Editor's Note: The borough's amended outdoor dining regulations were not yet available in written form at the time this story was written. It's since been confirmed all existing restaurants will be grandfathered into this amendment, and will be unaffected by changes.
On Monday, June 20, Commissioners Joan Leonard and Mike Hall held a special meeting, during which amendments to the borough's outdoor dining regulations were approved.
The official amended ordinance states that all restaurants offering outside dining must, "demonstrate that a minimum of 5 feet will be available for pedestrian traffic," around the outdoor area.
This amendment, according to the document, was created to promote pedestrian accessibility—allowing patrons to push strollers and wait staff to navigate tables easily—as well as to ensure pedestrian safety.
Also in the amended ordinance, any outdoor dining establishment must prepare and store all menu items only in the interior of the restaurant. This regulation applies to restaurants "directly in front of," commercial buildings and establishments.
Regulations have also been defined to allow adequate access into any driveway surrounding an exterior dining area. The borough has designated that more than 50 feet should separate an outdoor cafe from any alley or driveway.
Jimmy Marino, owner of Bistro di , said this tightening up of outdoor dining regulations shouldn't significantly affect his restaurant.
Marino opened the Courtyard segment of his Haddon Avenue restaurant, Bistro di Marino—a 3,000-square-foot outside dining space—two months ago.
"I went in front of (Collingswood's) planning board last spring to get approved for our courtyard," said Marino. "So we are already adhering to the regulations being enforced."

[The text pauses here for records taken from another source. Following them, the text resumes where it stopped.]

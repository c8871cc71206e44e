//! The caller-facing query surface.
//!
//! [`QueryPipeline`] ties the stages together: raw text is normalised,
//! compiled, run in a fresh engine process and classified. Callers run
//! [`QueryPipeline::check_setup`] once before the first query and treat a
//! [`Outcome::SetupError`] as fatal for the session. After that,
//! [`QueryPipeline::ask`] may be called any number of times; a
//! [`Outcome::RuntimeError`] affects only the query that produced it.

use tracing::{debug, info};

use crate::classify::{InvocationContext, classify};
use crate::compile::{CompileError, QueryCompiler};
use crate::invoke::{EngineExecutor, EngineInvoker};
use crate::normalize::normalize;
use crate::outcome::Outcome;

/// Tracing target for pipeline events.
const PIPELINE_TARGET: &str = "lez_engine::pipeline";

/// Message returned when normalisation leaves nothing to ask.
pub const NO_USABLE_QUERY: &str = "no usable query: the input contained no words";

/// Normalise, compile, invoke and classify, one query at a time.
///
/// # Example
///
/// ```
/// use lez_engine::{
///     EngineError, EngineExecutor, EngineInvocation, EngineInvoker, EngineResources,
///     EngineSettings, InvocationResult, Outcome, QueryCompiler, QueryPipeline,
/// };
///
/// struct Answering;
///
/// impl EngineExecutor for Answering {
///     fn run(&self, _invocation: &EngineInvocation) -> Result<InvocationResult, EngineError> {
///         Ok(InvocationResult::exited(0, "You may enter.\n", ""))
///     }
/// }
///
/// let settings = EngineSettings::new("swipl", EngineResources::new("kb.pl", "dcg.pl"));
/// let pipeline = QueryPipeline::new(
///     QueryCompiler::new("process_tokens").expect("valid predicate"),
///     EngineInvoker::new(settings, Answering),
/// );
/// assert_eq!(
///     pipeline.ask("Can my van enter SW1A?"),
///     Outcome::Success(String::from("You may enter.")),
/// );
/// ```
#[derive(Debug)]
pub struct QueryPipeline<E> {
    compiler: QueryCompiler,
    invoker: EngineInvoker<E>,
}

impl<E> QueryPipeline<E> {
    /// Creates a pipeline from a compiler and an invoker.
    #[must_use]
    pub const fn new(compiler: QueryCompiler, invoker: EngineInvoker<E>) -> Self {
        Self { compiler, invoker }
    }

    /// The query compiler.
    #[must_use]
    pub const fn compiler(&self) -> &QueryCompiler {
        &self.compiler
    }

    /// The engine invoker.
    #[must_use]
    pub const fn invoker(&self) -> &EngineInvoker<E> {
        &self.invoker
    }
}

impl<E: EngineExecutor> QueryPipeline<E> {
    /// Verifies the environment; see [`EngineInvoker::check_setup`].
    pub fn check_setup(&self) -> Outcome {
        self.invoker.check_setup()
    }

    /// Answers one free-text question.
    ///
    /// Input that normalises to no tokens is reported as a
    /// [`Outcome::RuntimeError`] without starting the engine. A failure to
    /// start the engine is also a runtime error at this point, because the
    /// setup check has already passed.
    pub fn ask(&self, raw: &str) -> Outcome {
        let tokens = normalize(raw);
        debug!(
            target: PIPELINE_TARGET,
            tokens = ?tokens.to_strings(),
            "normalised input"
        );

        let query = match self.compiler.compile(&tokens) {
            Ok(query) => query,
            Err(CompileError::EmptyTokens) => {
                return Outcome::RuntimeError(NO_USABLE_QUERY.to_owned());
            }
            Err(error) => return Outcome::RuntimeError(error.to_string()),
        };

        let outcome = match self.invoker.invoke(&query) {
            Ok(result) => classify(&result, InvocationContext::Query),
            Err(error) => Outcome::RuntimeError(error.to_string()),
        };
        info!(
            target: PIPELINE_TARGET,
            kind = ?outcome.kind(),
            token_count = tokens.len(),
            "query classified"
        );
        outcome
    }
}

While Marino said he hadn't been notified about the ordinance's new, stricter version of these regulations, his courtyard is in compliance with the borough's demands.

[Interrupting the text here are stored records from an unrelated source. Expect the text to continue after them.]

use serde::{Deserialize, Serialize};
use strum::{Display, EnumString};

/// Supported logging output formats.
#[derive(
    Debug, Clone, Copy, Default, Deserialize, Serialize, PartialEq, Eq, EnumString, Display,
)]
#[serde(rename_all = "snake_case")]
#[strum(serialize_all = "snake_case", ascii_case_insensitive)]
pub enum LogFormat {
    /// Structured JSON suitable for ingestion by logging stacks.
    Json,
    /// Human-readable single line output. Keeps the console uncluttered.
    #[default]
    Compact,
}

/// Errors encountered while parsing a [`LogFormat`] from text.
pub type LogFormatParseError = strum::ParseError;

#[cfg(test)]
mod tests {
    use std::str::FromStr;

    use rstest::rstest;

    use super::*;

    #[rstest]
    #[case("json", LogFormat::Json)]
    #[case("JSON", LogFormat::Json)]
    #[case("compact", LogFormat::Compact)]
    #[case("Compact", LogFormat::Compact)]
    fn parses_case_insensitively(#[case] input: &str, #[case] expected: LogFormat) {
        assert_eq!(LogFormat::from_str(input).expect("parse format"), expected);
    }

    #[test]
    fn rejects_unknown_formats() {
        assert!(LogFormat::from_str("pretty").is_err());
    }

    #[test]
    fn displays_in_snake_case() {
        assert_eq!(LogFormat::Json.to_string(), "json");
    }
}
//! Engine invocation and the one-time setup check.
//!
//! Every call launches a fresh engine process through an
//! [`EngineExecutor`]; nothing is kept warm between queries, so a crashed
//! or corrupted engine cannot affect the next query. [`EngineInvoker`] owns
//! the executable name and resource locations and builds the argument list,
//! while the executor owns the process lifetime. The production executor is
//! [`ProcessExecutor`](crate::process::ProcessExecutor); tests substitute
//! executors that return canned results.

mod directive;

use std::fs::{self, File};
use std::path::{Path, PathBuf};
use std::time::Duration;

use tracing::{debug, info, warn};

use crate::classify::{InvocationContext, classify};
use crate::compile::CompiledQuery;
use crate::error::EngineError;
use crate::outcome::Outcome;

pub use self::directive::{Directive, SETUP_SENTINEL};

/// Tracing target for invocation and setup events.
const INVOKE_TARGET: &str = "lez_engine::invoke";

/// How the engine process ended.
#[derive(Debug, Clone, Copy, PartialEq, Eq)]
pub enum Termination {
    /// The process exited with a status code.
    Exited(i32),
    /// The process was terminated by a signal it did not handle.
    Signalled {
        /// Signal number, when the platform reports one.
        signal: Option<i32>,
    },
    /// The process outlived the configured timeout and was killed.
    TimedOut {
        /// Timeout that elapsed.
        after: Duration,
    },
    /// The caller raised the interrupt flag and the process was killed.
    Interrupted,
}

/// Raw output of one engine invocation.
#[derive(Debug, Clone, PartialEq, Eq)]
pub struct InvocationResult {
    termination: Termination,
    stdout: String,
    stderr: String,
}

impl InvocationResult {
    /// Creates a result from its parts.
    #[must_use]
    pub fn new(
        termination: Termination,
        stdout: impl Into<String>,
        stderr: impl Into<String>,
    ) -> Self {
        Self {
            termination,
            stdout: stdout.into(),
            stderr: stderr.into(),
        }
    }

    /// Creates a result for a process that exited with `code`.
    #[must_use]
    pub fn exited(code: i32, stdout: impl Into<String>, stderr: impl Into<String>) -> Self {
        Self::new(Termination::Exited(code), stdout, stderr)
    }

    /// How the process ended.
    #[must_use]
    pub const fn termination(&self) -> Termination {
        self.termination
    }

    /// Exit status, when the process exited normally.
    #[must_use]
    pub const fn exit_code(&self) -> Option<i32> {
        match self.termination {
            Termination::Exited(code) => Some(code),
            Termination::Signalled { .. } | Termination::TimedOut { .. } | Termination::Interrupted => {
                None
            }
        }
    }

    /// Captured standard output.
    #[must_use]
    pub fn stdout(&self) -> &str {
        &self.stdout
    }

    /// Captured standard error.
    #[must_use]
    pub fn stderr(&self) -> &str {
        &self.stderr
    }
}

/// Program and arguments for one engine process.
#[derive(Debug, Clone, PartialEq, Eq)]
pub struct EngineInvocation {
    program: String,
    args: Vec<String>,
}

impl EngineInvocation {
    /// Creates an invocation from a program and its arguments.
    #[must_use]
    pub fn new(program: impl Into<String>, args: Vec<String>) -> Self {
        Self {
            program: program.into(),
            args,
        }
    }

    /// `<program> -q -t <directive>`.
    #[must_use]
    pub fn directive(program: impl Into<String>, directive: &Directive) -> Self {
        Self::new(
            program,
            vec![
                String::from("-q"),
                String::from("-t"),
                directive.as_str().to_owned(),
            ],
        )
    }

    /// `<program> --version`.
    #[must_use]
    pub fn version(program: impl Into<String>) -> Self {
        Self::new(program, vec![String::from("--version")])
    }

    /// Program to launch.
    #[must_use]
    pub fn program(&self) -> &str {
        &self.program
    }

    /// Arguments passed to the program.
    #[must_use]
    pub fn args(&self) -> &[String] {
        &self.args
    }
}

/// Trait abstracting engine process execution for testability.
pub trait EngineExecutor {
    /// Runs one engine process to completion and captures its output.
    ///
    /// Engine-reported failures are returned inside the
    /// [`InvocationResult`]; only failures to run the process are errors.
    ///
    /// # Errors
    ///
    /// Returns an [`EngineError`] when the process cannot be spawned or its
    /// streams cannot be read.
    fn run(&self, invocation: &EngineInvocation) -> Result<InvocationResult, EngineError>;
}

impl<E: EngineExecutor + ?Sized> EngineExecutor for &E {
    fn run(&self, invocation: &EngineInvocation) -> Result<InvocationResult, EngineError> {
        (**self).run(invocation)
    }
}

/// The rule base and grammar consulted on every invocation.
///
/// Relative paths are resolved against the current directory when the
/// resources are created, so directives always carry absolute paths.
#[derive(Debug, Clone, PartialEq, Eq)]
pub struct EngineResources {
    rule_base: PathBuf,
    grammar: PathBuf,
}

impl EngineResources {
    /// Creates the resource pair, resolving relative paths.
    #[must_use]
    pub fn new(rule_base: impl Into<PathBuf>, grammar: impl Into<PathBuf>) -> Self {
        Self {
            rule_base: absolute(rule_base.into()),
            grammar: absolute(grammar.into()),
        }
    }

    /// Rule base location.
    #[must_use]
    pub fn rule_base(&self) -> &Path {
        &self.rule_base
    }

    /// Grammar location.
    #[must_use]
    pub fn grammar(&self) -> &Path {
        &self.grammar
    }
}

fn absolute(path: PathBuf) -> PathBuf {
    std::path::absolute(&path).unwrap_or(path)
}

/// Executable and resources used for every invocation.
#[derive(Debug, Clone, PartialEq, Eq)]
pub struct EngineSettings {
    executable: String,
    resources: EngineResources,
}

impl EngineSettings {
    /// Creates settings for the given executable and resources.
    #[must_use]
    pub fn new(executable: impl Into<String>, resources: EngineResources) -> Self {
        Self {
            executable: executable.into(),
            resources,
        }
    }

    /// Engine executable.
    #[must_use]
    pub fn executable(&self) -> &str {
        &self.executable
    }

    /// Resources consulted on every invocation.
    #[must_use]
    pub const fn resources(&self) -> &EngineResources {
        &self.resources
    }
}

/// Launches the engine once per query and verifies the environment.
#[derive(Debug)]
pub struct EngineInvoker<E> {
    settings: EngineSettings,
    executor: E,
}

impl<E> EngineInvoker<E> {
    /// Creates an invoker with the given settings and executor.
    #[must_use]
    pub const fn new(settings: EngineSettings, executor: E) -> Self {
        Self { settings, executor }
    }

    /// Settings used for every invocation.
    #[must_use]
    pub const fn settings(&self) -> &EngineSettings {
        &self.settings
    }
}

impl<E: EngineExecutor> EngineInvoker<E> {
    /// Runs a compiled query in a fresh engine process.
    ///
    /// # Errors
    ///
    /// Returns an [`EngineError`] when the process cannot be run. Non-zero
    /// exits and engine error text are returned in the result.
    pub fn invoke(&self, query: &CompiledQuery) -> Result<InvocationResult, EngineError> {
        let directive = Directive::query(self.settings.resources(), query);
        debug!(
            target: INVOKE_TARGET,
            executable = self.settings.executable(),
            query = query.as_str(),
            "invoking inference engine"
        );
        let invocation = EngineInvocation::directive(self.settings.executable(), &directive);
        let result = self.executor.run(&invocation)?;
        debug!(
            target: INVOKE_TARGET,
            termination = ?result.termination(),
            stdout_bytes = result.stdout().len(),
            stderr_bytes = result.stderr().len(),
            "inference engine finished"
        );
        Ok(result)
    }

    /// Verifies the environment before any query runs.
    ///
    /// The checks run in order and stop at the first failure: the engine
    /// reports a version, the rule base and grammar are readable files, and
    /// a trial invocation loads both without engine error text. Failures
    /// are returned as [`Outcome::SetupError`] with an actionable message;
    /// success carries the engine's version line.
    pub fn check_setup(&self) -> Outcome {
        let resources = self.settings.resources();
        let result = self.verify_version().and_then(|version| {
            verify_resource("rule base", resources.rule_base())?;
            verify_resource("grammar", resources.grammar())?;
            self.verify_trial_load()?;
            Ok(version)
        });

        match result {
            Ok(version) => {
                info!(
                    target: INVOKE_TARGET,
                    version = %version,
                    "setup verified"
                );
                Outcome::Success(format!(
                    "{version}; rule base and grammar loaded"
                ))
            }
            Err(message) => {
                warn!(target: INVOKE_TARGET, %message, "setup check failed");
                Outcome::SetupError(message)
            }
        }
    }

    fn verify_version(&self) -> Result<String, String> {
        let executable = self.settings.executable();
        let result = self
            .executor
            .run(&EngineInvocation::version(executable))
            .map_err(|error| match error {
                EngineError::ExecutableNotFound { .. } => format!(
                    "inference engine executable '{executable}' was not found; \
                     install it or point engine_executable at it"
                ),
                other => other.to_string(),
            })?;

        if result.exit_code() != Some(0) {
            let detail = classify(&result, InvocationContext::Setup);
            return Err(format!(
                "'{executable} --version' failed: {}",
                detail.message()
            ));
        }

        let version = result
            .stdout()
            .lines()
            .map(str::trim)
            .find(|line| !line.is_empty())
            .ok_or_else(|| format!("inference engine '{executable}' did not report a version"))?;
        info!(target: INVOKE_TARGET, version, "found inference engine");
        Ok(version.to_owned())
    }

    fn verify_trial_load(&self) -> Result<(), String> {
        let directive = Directive::setup_probe(self.settings.resources());
        let invocation = EngineInvocation::directive(self.settings.executable(), &directive);
        let result = self
            .executor
            .run(&invocation)
            .map_err(|error| error.to_string())?;

        match classify(&result, InvocationContext::Setup) {
            Outcome::Success(output) if output.contains(SETUP_SENTINEL) => {
                info!(target: INVOKE_TARGET, "rule base and grammar loaded");
                Ok(())
            }
            Outcome::Success(output) if output.is_empty() => Err(String::from(
                "trial load produced no output; the engine did not confirm both files loaded",
            )),
            Outcome::Success(output) => Err(format!(
                "trial load did not confirm both files loaded; engine printed: {output}"
            )),
            Outcome::SetupError(message) | Outcome::RuntimeError(message) => Err(format!(
                "failed to load rule base and grammar: {message}"
            )),
        }
    }
}

fn verify_resource(label: &str, path: &Path) -> Result<(), String> {
    let metadata =
        fs::metadata(path).map_err(|_| format!("{label} not found at {}", path.display()))?;
    if !metadata.is_file() {
        return Err(format!("{label} at {} is not a file", path.display()));
    }
    File::open(path)
        .map_err(|error| format!("{label} at {} is not readable: {error}", path.display()))?;
    info!(
        target: INVOKE_TARGET,
        resource = label,
        path = %path.display(),
        "found resource"
    );
    Ok(())
}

"We have 12 tables out back, and there's more than enough space between each," he said. "And I feel like these regulations have more to do with (outdoor dining areas situated) on the sidewalk. Ours is a completely private, exterior seating area that is behind the restaurant. We don't have tables on the sidewalk."
Angelo Lutz, chef and owner of The Kitchen Consigliere, offers outside seating on the sidewalk perpendicular to Powell Avenue, which runs along the LumberYard Condominiums complex.
"I understand that this issue can potentially be a public hazard on the main street (Haddon Avenue), but my dining is not affected by cars and driveways like other restaurants on Haddon are," said Lutz.
Lutz's outside seating space is even sectioned off by a concrete wall, and vehicle traffic on Powell Avenue is less heavy than on Haddon Avenue.
"So for the public, looking out for their safety and their common welfare on the main drag, I can understand (this ordinance amendment) completely," said Lutz.
Ryan Tirpack, manager of , an Italian restaurant with outdoor seating located directly on the "main drag" of Haddon Avenue, said the ordinance is a positive push.
Nunzio's offers two cafe tables directly on Haddon Avenue, less than a block away from Collings Avenue—the busiest intersection in downtown Collingswood.
"It's important for all of our customers, and for pedestrians, to be safe," said Tirpack of the ordinance. "So it's a good thing that restrictions are being placed. We want our customers to come back, bottom line, so we've always been sure to provide a safe dining environment."
All former provisions under the borough's outdoor dining code will remain, and commissioners will hold a public hearing on the ordinance amendment during their July 11 meeting.